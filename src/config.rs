//! Relay configuration
//!
//! Every section has serde defaults so a partial JSON file or a handful of
//! environment variables is enough to start the relay. `validate()` must be
//! called before the configuration is used.

use std::collections::HashMap;
use std::path::Path;
use std::str::FromStr;
use std::time::Duration;

use secrecy::{ExposeSecret, SecretString};
use serde::{Deserialize, Deserializer};

use crate::error::{RelayError, Result};
use crate::tools::{ToolCategory, ToolName};

const ENV_PREFIX: &str = "TOOLSTREAM_";

/// Top-level configuration.
#[derive(Debug, Default, Deserialize)]
#[serde(default)]
pub struct RelayConfig {
    pub upstream: UpstreamConfig,
    pub tools: ToolServiceConfig,
    pub quota: QuotaConfig,
    pub assets: AssetStoreConfig,
    pub server: ServerConfig,
    pub orchestrator: OrchestratorConfig,
}

/// Upstream chat-completion provider.
#[derive(Debug, Deserialize)]
#[serde(default)]
pub struct UpstreamConfig {
    pub base_url: String,
    #[serde(deserialize_with = "deserialize_secret")]
    pub api_key: SecretString,
    pub model: String,
    pub temperature: Option<f32>,
    pub max_tokens: Option<u32>,
    pub top_p: Option<f32>,
    pub connect_timeout_secs: u64,
}

impl Default for UpstreamConfig {
    fn default() -> Self {
        Self {
            base_url: "https://api.openai.com/v1".to_string(),
            api_key: SecretString::from(String::new()),
            model: "gpt-4o-mini".to_string(),
            temperature: None,
            max_tokens: None,
            top_p: None,
            connect_timeout_secs: 10,
        }
    }
}

impl UpstreamConfig {
    pub fn new(base_url: &str, api_key: &str) -> Self {
        Self {
            base_url: base_url.trim_end_matches('/').to_string(),
            api_key: SecretString::from(api_key.to_string()),
            ..Default::default()
        }
    }

    pub fn with_model(mut self, model: &str) -> Self {
        self.model = model.to_string();
        self
    }

    pub fn with_temperature(mut self, temperature: f32) -> Self {
        self.temperature = Some(temperature);
        self
    }

    pub fn with_max_tokens(mut self, max_tokens: u32) -> Self {
        self.max_tokens = Some(max_tokens);
        self
    }

    pub fn connect_timeout(&self) -> Duration {
        Duration::from_secs(self.connect_timeout_secs)
    }
}

/// Tool microservices.
#[derive(Debug, Clone, Deserialize)]
#[serde(default)]
pub struct ToolServiceConfig {
    /// Base URL; a tool without an explicit endpoint is served at `{base_url}/{toolName}`.
    pub base_url: String,
    /// Per-tool endpoint overrides keyed by wire name (e.g. `searchWeb`).
    pub endpoints: HashMap<String, String>,
    pub timeouts: ToolTimeouts,
}

impl Default for ToolServiceConfig {
    fn default() -> Self {
        Self {
            base_url: "http://127.0.0.1:8090".to_string(),
            endpoints: HashMap::new(),
            timeouts: ToolTimeouts::default(),
        }
    }
}

impl ToolServiceConfig {
    pub fn new(base_url: &str) -> Self {
        Self {
            base_url: base_url.trim_end_matches('/').to_string(),
            ..Default::default()
        }
    }

    pub fn with_endpoint(mut self, tool: ToolName, url: &str) -> Self {
        self.endpoints.insert(tool.as_str().to_string(), url.to_string());
        self
    }

    pub fn with_timeouts(mut self, timeouts: ToolTimeouts) -> Self {
        self.timeouts = timeouts;
        self
    }

    pub fn endpoint_for(&self, tool: ToolName) -> String {
        self.endpoints
            .get(tool.as_str())
            .cloned()
            .unwrap_or_else(|| format!("{}/{}", self.base_url.trim_end_matches('/'), tool.as_str()))
    }
}

/// Execution deadline per tool category, in seconds.
#[derive(Debug, Clone, PartialEq, Eq, Deserialize)]
#[serde(default)]
pub struct ToolTimeouts {
    pub media_secs: u64,
    pub web_search_secs: u64,
    pub encyclopedia_secs: u64,
    pub financial_secs: u64,
    pub default_secs: u64,
}

impl Default for ToolTimeouts {
    fn default() -> Self {
        Self {
            media_secs: 30,
            web_search_secs: 45,
            encyclopedia_secs: 15,
            financial_secs: 15,
            default_secs: 10,
        }
    }
}

impl ToolTimeouts {
    /// Same deadline for every category.
    pub fn uniform(secs: u64) -> Self {
        Self {
            media_secs: secs,
            web_search_secs: secs,
            encyclopedia_secs: secs,
            financial_secs: secs,
            default_secs: secs,
        }
    }

    pub fn for_category(&self, category: ToolCategory) -> Duration {
        let secs = match category {
            ToolCategory::Media => self.media_secs,
            ToolCategory::WebSearch => self.web_search_secs,
            ToolCategory::Encyclopedia => self.encyclopedia_secs,
            ToolCategory::Financial => self.financial_secs,
            ToolCategory::General => self.default_secs,
        };
        Duration::from_secs(secs)
    }
}

/// Identity/quota collaborator.
#[derive(Debug, Clone, Deserialize)]
#[serde(default)]
pub struct QuotaConfig {
    /// Identity service URL. `None` keeps usage in process memory.
    pub identity_base_url: Option<String>,
    /// Multiplier applied to every per-tool limit.
    pub window_scaling_factor: f64,
    /// Per-tool limit used by the in-memory store.
    pub default_limit: u64,
    /// Deadline for each identity service call.
    pub timeout_secs: u64,
}

impl Default for QuotaConfig {
    fn default() -> Self {
        Self {
            identity_base_url: None,
            window_scaling_factor: 1.0,
            default_limit: 50,
            timeout_secs: 5,
        }
    }
}

impl QuotaConfig {
    pub fn timeout(&self) -> Duration {
        Duration::from_secs(self.timeout_secs)
    }
}

/// Durable asset storage.
#[derive(Debug, Clone, Default, Deserialize)]
#[serde(default)]
pub struct AssetStoreConfig {
    /// Asset service URL. `None` keeps upstream URLs as they are.
    pub base_url: Option<String>,
}

#[derive(Debug, Clone, Deserialize)]
#[serde(default)]
pub struct ServerConfig {
    pub bind_addr: String,
}

impl Default for ServerConfig {
    fn default() -> Self {
        Self {
            bind_addr: "0.0.0.0:8080".to_string(),
        }
    }
}

#[derive(Debug, Clone, Deserialize)]
#[serde(default)]
pub struct OrchestratorConfig {
    /// Upper bound on upstream rounds per session (first round included).
    pub max_rounds: usize,
    pub tools_enabled: bool,
    /// Appended to the final text when the round limit forces a stop.
    pub truncation_note: String,
    /// Buffered wire frames per session before the writer waits.
    pub channel_capacity: usize,
    /// Send a generic message in `error` frames instead of upstream details.
    pub mask_errors: bool,
}

impl Default for OrchestratorConfig {
    fn default() -> Self {
        Self {
            max_rounds: 8,
            tools_enabled: true,
            truncation_note: "[Stopped: tool round limit reached]".to_string(),
            channel_capacity: 64,
            mask_errors: false,
        }
    }
}

impl RelayConfig {
    /// Load from a JSON file. Missing sections fall back to defaults.
    pub fn from_file(path: impl AsRef<Path>) -> Result<Self> {
        let raw = std::fs::read_to_string(path.as_ref()).map_err(|e| {
            RelayError::ConfigurationError(format!(
                "Failed to read {}: {e}",
                path.as_ref().display()
            ))
        })?;
        serde_json::from_str(&raw)
            .map_err(|e| RelayError::ConfigurationError(format!("Invalid config file: {e}")))
    }

    /// Load from process environment variables.
    pub fn from_env() -> Result<Self> {
        Self::from_vars(std::env::vars())
    }

    /// Load from `TOOLSTREAM_*` key/value pairs.
    ///
    /// `OPENAI_API_KEY` is honored when `TOOLSTREAM_UPSTREAM_API_KEY` is absent.
    pub fn from_vars<I>(vars: I) -> Result<Self>
    where
        I: IntoIterator<Item = (String, String)>,
    {
        let vars: HashMap<String, String> = vars.into_iter().collect();
        let get = |key: &str| vars.get(&format!("{ENV_PREFIX}{key}")).cloned();
        let mut config = Self::default();

        if let Some(url) = get("UPSTREAM_BASE_URL") {
            config.upstream.base_url = url.trim_end_matches('/').to_string();
        }
        if let Some(key) = get("UPSTREAM_API_KEY").or_else(|| vars.get("OPENAI_API_KEY").cloned()) {
            config.upstream.api_key = SecretString::from(key);
        }
        if let Some(model) = get("MODEL") {
            config.upstream.model = model;
        }
        config.upstream.temperature = parse_var(&vars, "TEMPERATURE")?.or(config.upstream.temperature);
        config.upstream.max_tokens = parse_var(&vars, "MAX_TOKENS")?.or(config.upstream.max_tokens);

        if let Some(url) = get("TOOLS_BASE_URL") {
            config.tools.base_url = url.trim_end_matches('/').to_string();
        }
        if let Some(secs) = parse_var(&vars, "TOOL_TIMEOUT_SECS")? {
            config.tools.timeouts = ToolTimeouts::uniform(secs);
        }

        config.quota.identity_base_url = get("IDENTITY_URL").or(config.quota.identity_base_url);
        if let Some(scale) = parse_var(&vars, "QUOTA_SCALE")? {
            config.quota.window_scaling_factor = scale;
        }
        if let Some(limit) = parse_var(&vars, "QUOTA_DEFAULT_LIMIT")? {
            config.quota.default_limit = limit;
        }
        if let Some(secs) = parse_var(&vars, "QUOTA_TIMEOUT_SECS")? {
            config.quota.timeout_secs = secs;
        }

        config.assets.base_url = get("ASSET_STORE_URL").or(config.assets.base_url);

        if let Some(addr) = get("BIND_ADDR") {
            config.server.bind_addr = addr;
        }

        if let Some(rounds) = parse_var(&vars, "MAX_ROUNDS")? {
            config.orchestrator.max_rounds = rounds;
        }
        if let Some(enabled) = parse_var(&vars, "TOOLS_ENABLED")? {
            config.orchestrator.tools_enabled = enabled;
        }
        if let Some(mask) = parse_var(&vars, "MASK_ERRORS")? {
            config.orchestrator.mask_errors = mask;
        }

        Ok(config)
    }

    pub fn validate(&self) -> Result<()> {
        validate_url("upstream.base_url", &self.upstream.base_url)?;
        if self.upstream.api_key.expose_secret().is_empty() {
            return Err(RelayError::ConfigurationError(
                "Upstream API key cannot be empty".to_string(),
            ));
        }
        if self.upstream.model.is_empty() {
            return Err(RelayError::ConfigurationError(
                "Upstream model cannot be empty".to_string(),
            ));
        }
        validate_url("tools.base_url", &self.tools.base_url)?;
        for (tool, url) in &self.tools.endpoints {
            if ToolName::from_str(tool).is_err() {
                return Err(RelayError::ConfigurationError(format!(
                    "Endpoint configured for unknown tool: {tool}"
                )));
            }
            validate_url(&format!("tools.endpoints.{tool}"), url)?;
        }
        let t = &self.tools.timeouts;
        if [t.media_secs, t.web_search_secs, t.encyclopedia_secs, t.financial_secs, t.default_secs]
            .contains(&0)
        {
            return Err(RelayError::ConfigurationError(
                "Tool timeouts must be positive".to_string(),
            ));
        }
        if let Some(url) = &self.quota.identity_base_url {
            validate_url("quota.identity_base_url", url)?;
        }
        if !(self.quota.window_scaling_factor > 0.0) {
            return Err(RelayError::ConfigurationError(
                "Quota window scaling factor must be positive".to_string(),
            ));
        }
        if self.quota.timeout_secs == 0 {
            return Err(RelayError::ConfigurationError(
                "Quota timeout must be positive".to_string(),
            ));
        }
        if let Some(url) = &self.assets.base_url {
            validate_url("assets.base_url", url)?;
        }
        if self.orchestrator.max_rounds == 0 {
            return Err(RelayError::ConfigurationError(
                "max_rounds must be at least 1".to_string(),
            ));
        }
        if self.orchestrator.channel_capacity == 0 {
            return Err(RelayError::ConfigurationError(
                "channel_capacity must be at least 1".to_string(),
            ));
        }
        Ok(())
    }
}

fn validate_url(field: &str, url: &str) -> Result<()> {
    if !url.starts_with("http://") && !url.starts_with("https://") {
        return Err(RelayError::ConfigurationError(format!(
            "{field} must start with http:// or https://"
        )));
    }
    Ok(())
}

fn parse_var<T>(vars: &HashMap<String, String>, key: &str) -> Result<Option<T>>
where
    T: FromStr,
    T::Err: std::fmt::Display,
{
    let name = format!("{ENV_PREFIX}{key}");
    match vars.get(&name) {
        None => Ok(None),
        Some(raw) => raw.trim().parse::<T>().map(Some).map_err(|e| {
            RelayError::ConfigurationError(format!("Invalid value for {name}: {e}"))
        }),
    }
}

fn deserialize_secret<'de, D>(deserializer: D) -> std::result::Result<SecretString, D::Error>
where
    D: Deserializer<'de>,
{
    let raw = String::deserialize(deserializer)?;
    Ok(SecretString::from(raw))
}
--
**WHAT NEEDS TO BE DONE:** From the listing above, the lines starting with the one that has "impl Default for QuotaConfig" and running through the one that has "pub struct AssetStoreConfig" should be copied exactly, ends included.

**TASK SOLUTION:**
impl Default for QuotaConfig {
    fn default() -> Self {
        Self {
            identity_base_url: None,
            window_scaling_factor: 1.0,
            default_limit: 50,
            timeout_secs: 5,
        }
    }
}

impl QuotaConfig {
    pub fn timeout(&self) -> Duration {
        Duration::from_secs(self.timeout_secs)
    }
}

/// Durable asset storage.
#[derive(Debug, Clone, Default, Deserialize)]
#[serde(default)]
pub struct AssetStoreConfig {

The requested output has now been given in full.